-- Problem to solve --
If a line below holds the word "static", count it; then say how many such lines there are and nothing else.

━━ Records to process

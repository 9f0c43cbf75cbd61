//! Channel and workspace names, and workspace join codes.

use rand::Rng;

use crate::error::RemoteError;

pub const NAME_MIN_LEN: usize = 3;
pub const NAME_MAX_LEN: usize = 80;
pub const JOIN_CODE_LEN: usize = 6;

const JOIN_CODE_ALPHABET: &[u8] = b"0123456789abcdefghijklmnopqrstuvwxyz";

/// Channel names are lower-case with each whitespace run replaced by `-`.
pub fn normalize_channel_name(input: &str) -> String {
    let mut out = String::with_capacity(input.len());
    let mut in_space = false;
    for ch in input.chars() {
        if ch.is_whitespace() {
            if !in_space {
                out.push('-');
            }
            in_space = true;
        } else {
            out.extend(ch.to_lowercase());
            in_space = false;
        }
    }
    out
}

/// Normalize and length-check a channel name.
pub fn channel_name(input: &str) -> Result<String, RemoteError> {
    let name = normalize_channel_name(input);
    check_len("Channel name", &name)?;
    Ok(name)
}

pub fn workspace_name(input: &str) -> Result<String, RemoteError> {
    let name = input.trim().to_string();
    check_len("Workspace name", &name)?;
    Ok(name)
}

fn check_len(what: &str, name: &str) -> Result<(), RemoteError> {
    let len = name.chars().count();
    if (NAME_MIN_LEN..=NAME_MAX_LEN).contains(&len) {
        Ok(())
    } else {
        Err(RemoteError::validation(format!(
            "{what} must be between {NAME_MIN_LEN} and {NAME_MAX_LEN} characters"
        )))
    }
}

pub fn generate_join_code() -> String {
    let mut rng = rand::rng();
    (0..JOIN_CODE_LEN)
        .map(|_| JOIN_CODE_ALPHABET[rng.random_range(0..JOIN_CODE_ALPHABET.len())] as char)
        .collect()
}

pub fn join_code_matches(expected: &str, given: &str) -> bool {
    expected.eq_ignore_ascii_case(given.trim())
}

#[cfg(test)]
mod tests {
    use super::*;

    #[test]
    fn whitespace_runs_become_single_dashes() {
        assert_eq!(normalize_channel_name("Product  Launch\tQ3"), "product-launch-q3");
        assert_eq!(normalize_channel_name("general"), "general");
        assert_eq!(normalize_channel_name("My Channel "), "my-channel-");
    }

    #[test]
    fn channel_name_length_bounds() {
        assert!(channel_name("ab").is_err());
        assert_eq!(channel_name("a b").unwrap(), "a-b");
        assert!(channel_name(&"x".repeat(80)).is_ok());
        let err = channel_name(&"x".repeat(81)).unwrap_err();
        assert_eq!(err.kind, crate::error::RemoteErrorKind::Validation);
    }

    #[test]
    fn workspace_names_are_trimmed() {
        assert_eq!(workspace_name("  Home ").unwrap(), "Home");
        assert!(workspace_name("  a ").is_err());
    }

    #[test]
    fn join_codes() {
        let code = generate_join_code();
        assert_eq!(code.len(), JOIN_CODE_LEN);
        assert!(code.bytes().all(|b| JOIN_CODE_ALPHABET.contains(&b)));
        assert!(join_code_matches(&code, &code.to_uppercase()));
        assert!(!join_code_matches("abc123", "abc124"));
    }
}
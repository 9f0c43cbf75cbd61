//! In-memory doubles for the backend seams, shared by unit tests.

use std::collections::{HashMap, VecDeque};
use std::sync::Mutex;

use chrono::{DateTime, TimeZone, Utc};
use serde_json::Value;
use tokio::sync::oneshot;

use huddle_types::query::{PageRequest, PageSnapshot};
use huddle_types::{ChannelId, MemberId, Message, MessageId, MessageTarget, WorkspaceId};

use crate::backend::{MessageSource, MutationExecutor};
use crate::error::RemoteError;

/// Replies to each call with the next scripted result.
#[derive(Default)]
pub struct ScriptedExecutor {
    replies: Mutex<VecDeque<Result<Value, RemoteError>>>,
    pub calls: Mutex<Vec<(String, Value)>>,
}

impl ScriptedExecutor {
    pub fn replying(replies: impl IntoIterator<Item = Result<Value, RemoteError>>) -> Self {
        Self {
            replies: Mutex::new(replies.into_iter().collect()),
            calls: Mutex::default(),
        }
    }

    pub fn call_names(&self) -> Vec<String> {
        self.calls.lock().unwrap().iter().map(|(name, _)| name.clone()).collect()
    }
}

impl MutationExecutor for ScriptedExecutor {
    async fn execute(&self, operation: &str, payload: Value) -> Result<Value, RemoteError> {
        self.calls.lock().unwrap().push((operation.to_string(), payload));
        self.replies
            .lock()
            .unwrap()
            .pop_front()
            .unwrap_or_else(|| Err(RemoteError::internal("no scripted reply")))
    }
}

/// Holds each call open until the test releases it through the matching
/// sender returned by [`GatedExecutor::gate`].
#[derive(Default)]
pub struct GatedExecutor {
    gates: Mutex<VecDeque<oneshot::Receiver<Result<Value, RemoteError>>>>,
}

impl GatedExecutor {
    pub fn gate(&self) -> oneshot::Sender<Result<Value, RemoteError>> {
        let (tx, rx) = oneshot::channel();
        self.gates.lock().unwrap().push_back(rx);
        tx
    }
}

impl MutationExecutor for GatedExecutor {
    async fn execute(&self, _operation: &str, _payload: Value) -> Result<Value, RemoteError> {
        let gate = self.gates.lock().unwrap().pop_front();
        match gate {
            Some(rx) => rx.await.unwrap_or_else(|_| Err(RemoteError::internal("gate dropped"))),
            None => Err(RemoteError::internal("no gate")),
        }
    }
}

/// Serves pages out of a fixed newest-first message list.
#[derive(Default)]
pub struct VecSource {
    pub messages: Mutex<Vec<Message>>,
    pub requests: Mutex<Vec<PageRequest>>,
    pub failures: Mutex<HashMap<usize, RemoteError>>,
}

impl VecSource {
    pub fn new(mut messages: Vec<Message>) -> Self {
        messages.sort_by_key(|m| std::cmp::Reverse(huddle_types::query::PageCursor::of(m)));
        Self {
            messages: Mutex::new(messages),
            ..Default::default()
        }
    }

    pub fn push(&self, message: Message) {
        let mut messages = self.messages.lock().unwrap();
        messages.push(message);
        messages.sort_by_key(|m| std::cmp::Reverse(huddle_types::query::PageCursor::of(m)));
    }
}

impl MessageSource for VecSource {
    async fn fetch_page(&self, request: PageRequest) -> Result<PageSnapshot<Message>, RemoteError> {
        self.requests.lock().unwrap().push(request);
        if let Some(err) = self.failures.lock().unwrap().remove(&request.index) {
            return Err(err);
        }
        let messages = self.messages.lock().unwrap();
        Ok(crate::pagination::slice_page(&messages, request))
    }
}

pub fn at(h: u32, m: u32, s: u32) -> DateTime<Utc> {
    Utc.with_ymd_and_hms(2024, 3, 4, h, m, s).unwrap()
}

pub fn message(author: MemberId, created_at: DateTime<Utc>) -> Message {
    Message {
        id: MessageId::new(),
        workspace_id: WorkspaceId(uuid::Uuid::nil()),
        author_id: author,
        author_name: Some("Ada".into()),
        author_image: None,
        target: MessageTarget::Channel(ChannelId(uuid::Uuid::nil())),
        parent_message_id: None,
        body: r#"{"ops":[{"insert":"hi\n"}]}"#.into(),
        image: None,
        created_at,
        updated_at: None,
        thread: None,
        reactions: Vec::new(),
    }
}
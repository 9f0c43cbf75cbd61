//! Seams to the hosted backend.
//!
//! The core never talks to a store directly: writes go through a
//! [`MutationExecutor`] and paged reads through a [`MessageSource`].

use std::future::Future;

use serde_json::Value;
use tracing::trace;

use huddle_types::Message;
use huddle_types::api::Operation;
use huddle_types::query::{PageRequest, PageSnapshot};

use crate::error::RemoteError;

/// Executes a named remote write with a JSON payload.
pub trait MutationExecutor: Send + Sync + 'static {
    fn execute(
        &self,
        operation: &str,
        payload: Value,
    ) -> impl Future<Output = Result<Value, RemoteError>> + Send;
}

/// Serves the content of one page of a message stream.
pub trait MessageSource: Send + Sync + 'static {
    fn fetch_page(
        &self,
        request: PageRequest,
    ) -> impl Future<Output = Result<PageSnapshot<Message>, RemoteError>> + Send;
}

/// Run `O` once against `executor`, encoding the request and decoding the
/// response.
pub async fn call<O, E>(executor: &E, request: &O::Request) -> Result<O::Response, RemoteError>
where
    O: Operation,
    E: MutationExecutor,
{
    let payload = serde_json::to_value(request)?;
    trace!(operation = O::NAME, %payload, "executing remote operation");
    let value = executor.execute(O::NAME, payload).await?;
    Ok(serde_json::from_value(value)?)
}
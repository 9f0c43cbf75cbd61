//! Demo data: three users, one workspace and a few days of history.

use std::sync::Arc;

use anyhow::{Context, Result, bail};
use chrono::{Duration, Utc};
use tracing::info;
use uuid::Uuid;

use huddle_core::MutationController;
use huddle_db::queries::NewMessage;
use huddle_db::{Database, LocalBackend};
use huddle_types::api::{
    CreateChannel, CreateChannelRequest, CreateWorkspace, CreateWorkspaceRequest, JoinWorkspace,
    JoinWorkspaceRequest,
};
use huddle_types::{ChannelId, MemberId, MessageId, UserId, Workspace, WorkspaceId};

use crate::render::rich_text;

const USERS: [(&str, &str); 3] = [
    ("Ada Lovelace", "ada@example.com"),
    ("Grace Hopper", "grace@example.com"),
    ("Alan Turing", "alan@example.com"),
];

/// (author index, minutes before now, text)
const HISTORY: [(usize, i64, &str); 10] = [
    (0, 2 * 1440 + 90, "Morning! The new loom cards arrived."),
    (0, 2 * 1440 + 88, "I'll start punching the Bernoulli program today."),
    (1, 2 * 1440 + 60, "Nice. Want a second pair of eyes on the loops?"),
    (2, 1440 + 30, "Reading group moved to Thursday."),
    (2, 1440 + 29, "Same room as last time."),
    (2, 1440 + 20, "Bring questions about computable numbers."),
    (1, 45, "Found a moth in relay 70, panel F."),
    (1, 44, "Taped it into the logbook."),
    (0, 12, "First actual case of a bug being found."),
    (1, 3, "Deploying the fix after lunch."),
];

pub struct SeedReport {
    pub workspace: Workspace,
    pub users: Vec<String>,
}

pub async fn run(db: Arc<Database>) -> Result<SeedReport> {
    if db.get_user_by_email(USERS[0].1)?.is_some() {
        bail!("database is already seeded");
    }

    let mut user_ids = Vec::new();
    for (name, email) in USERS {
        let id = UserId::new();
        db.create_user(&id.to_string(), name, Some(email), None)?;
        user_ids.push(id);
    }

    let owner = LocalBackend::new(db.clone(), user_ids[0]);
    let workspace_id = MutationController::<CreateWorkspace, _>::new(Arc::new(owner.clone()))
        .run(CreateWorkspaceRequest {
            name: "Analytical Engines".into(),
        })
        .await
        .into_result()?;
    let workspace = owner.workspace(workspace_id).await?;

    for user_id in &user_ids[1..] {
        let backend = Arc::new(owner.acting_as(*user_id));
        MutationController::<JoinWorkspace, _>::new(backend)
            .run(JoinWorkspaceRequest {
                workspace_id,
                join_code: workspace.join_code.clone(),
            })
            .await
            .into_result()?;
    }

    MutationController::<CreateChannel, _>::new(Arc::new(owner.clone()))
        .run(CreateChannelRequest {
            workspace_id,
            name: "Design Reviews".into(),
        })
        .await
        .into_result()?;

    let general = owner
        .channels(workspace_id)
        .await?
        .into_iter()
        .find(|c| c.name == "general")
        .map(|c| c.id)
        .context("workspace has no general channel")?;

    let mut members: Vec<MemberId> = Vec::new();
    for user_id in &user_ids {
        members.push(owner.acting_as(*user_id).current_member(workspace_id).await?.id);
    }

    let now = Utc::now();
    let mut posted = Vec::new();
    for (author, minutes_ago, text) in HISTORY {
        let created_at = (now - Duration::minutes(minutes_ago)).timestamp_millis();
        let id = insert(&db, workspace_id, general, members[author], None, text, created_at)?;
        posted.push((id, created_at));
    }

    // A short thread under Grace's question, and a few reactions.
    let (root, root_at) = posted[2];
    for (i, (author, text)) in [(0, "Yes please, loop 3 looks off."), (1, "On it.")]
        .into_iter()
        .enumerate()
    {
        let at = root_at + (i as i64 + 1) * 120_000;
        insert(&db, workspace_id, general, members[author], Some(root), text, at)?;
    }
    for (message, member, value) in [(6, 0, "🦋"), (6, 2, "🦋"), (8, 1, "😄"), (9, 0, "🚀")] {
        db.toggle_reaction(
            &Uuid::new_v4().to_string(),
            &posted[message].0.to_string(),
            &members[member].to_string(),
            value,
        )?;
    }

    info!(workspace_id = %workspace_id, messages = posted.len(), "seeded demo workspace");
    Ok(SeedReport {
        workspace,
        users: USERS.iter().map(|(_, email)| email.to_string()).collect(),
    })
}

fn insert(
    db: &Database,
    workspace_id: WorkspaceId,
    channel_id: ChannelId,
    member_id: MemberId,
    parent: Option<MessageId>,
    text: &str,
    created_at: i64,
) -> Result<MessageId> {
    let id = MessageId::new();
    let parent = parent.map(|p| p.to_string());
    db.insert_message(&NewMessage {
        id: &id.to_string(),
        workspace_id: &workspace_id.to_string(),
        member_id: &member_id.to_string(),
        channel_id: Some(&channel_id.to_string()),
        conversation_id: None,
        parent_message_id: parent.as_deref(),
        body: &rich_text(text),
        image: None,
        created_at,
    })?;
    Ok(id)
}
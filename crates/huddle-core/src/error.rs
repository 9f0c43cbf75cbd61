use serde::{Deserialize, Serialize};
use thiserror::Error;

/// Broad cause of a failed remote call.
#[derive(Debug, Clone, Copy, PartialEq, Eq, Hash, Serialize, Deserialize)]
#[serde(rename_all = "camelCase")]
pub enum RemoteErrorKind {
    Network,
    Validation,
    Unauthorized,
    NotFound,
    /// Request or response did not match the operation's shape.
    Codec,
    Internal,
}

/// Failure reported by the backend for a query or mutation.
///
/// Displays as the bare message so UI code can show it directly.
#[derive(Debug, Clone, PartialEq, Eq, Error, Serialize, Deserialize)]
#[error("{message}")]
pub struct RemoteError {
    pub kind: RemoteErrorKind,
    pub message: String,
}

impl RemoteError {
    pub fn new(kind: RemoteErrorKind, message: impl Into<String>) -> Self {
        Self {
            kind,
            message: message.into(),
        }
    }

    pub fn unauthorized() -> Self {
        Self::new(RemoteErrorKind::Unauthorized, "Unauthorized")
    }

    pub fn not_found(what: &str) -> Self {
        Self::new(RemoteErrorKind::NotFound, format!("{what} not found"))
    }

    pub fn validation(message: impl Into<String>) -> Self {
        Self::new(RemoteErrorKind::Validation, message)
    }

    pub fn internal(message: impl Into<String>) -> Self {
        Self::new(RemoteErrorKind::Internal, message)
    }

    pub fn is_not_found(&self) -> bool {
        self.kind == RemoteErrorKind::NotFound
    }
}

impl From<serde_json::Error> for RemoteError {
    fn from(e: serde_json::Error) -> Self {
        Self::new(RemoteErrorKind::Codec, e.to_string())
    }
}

━━━━

-- Finished task --
2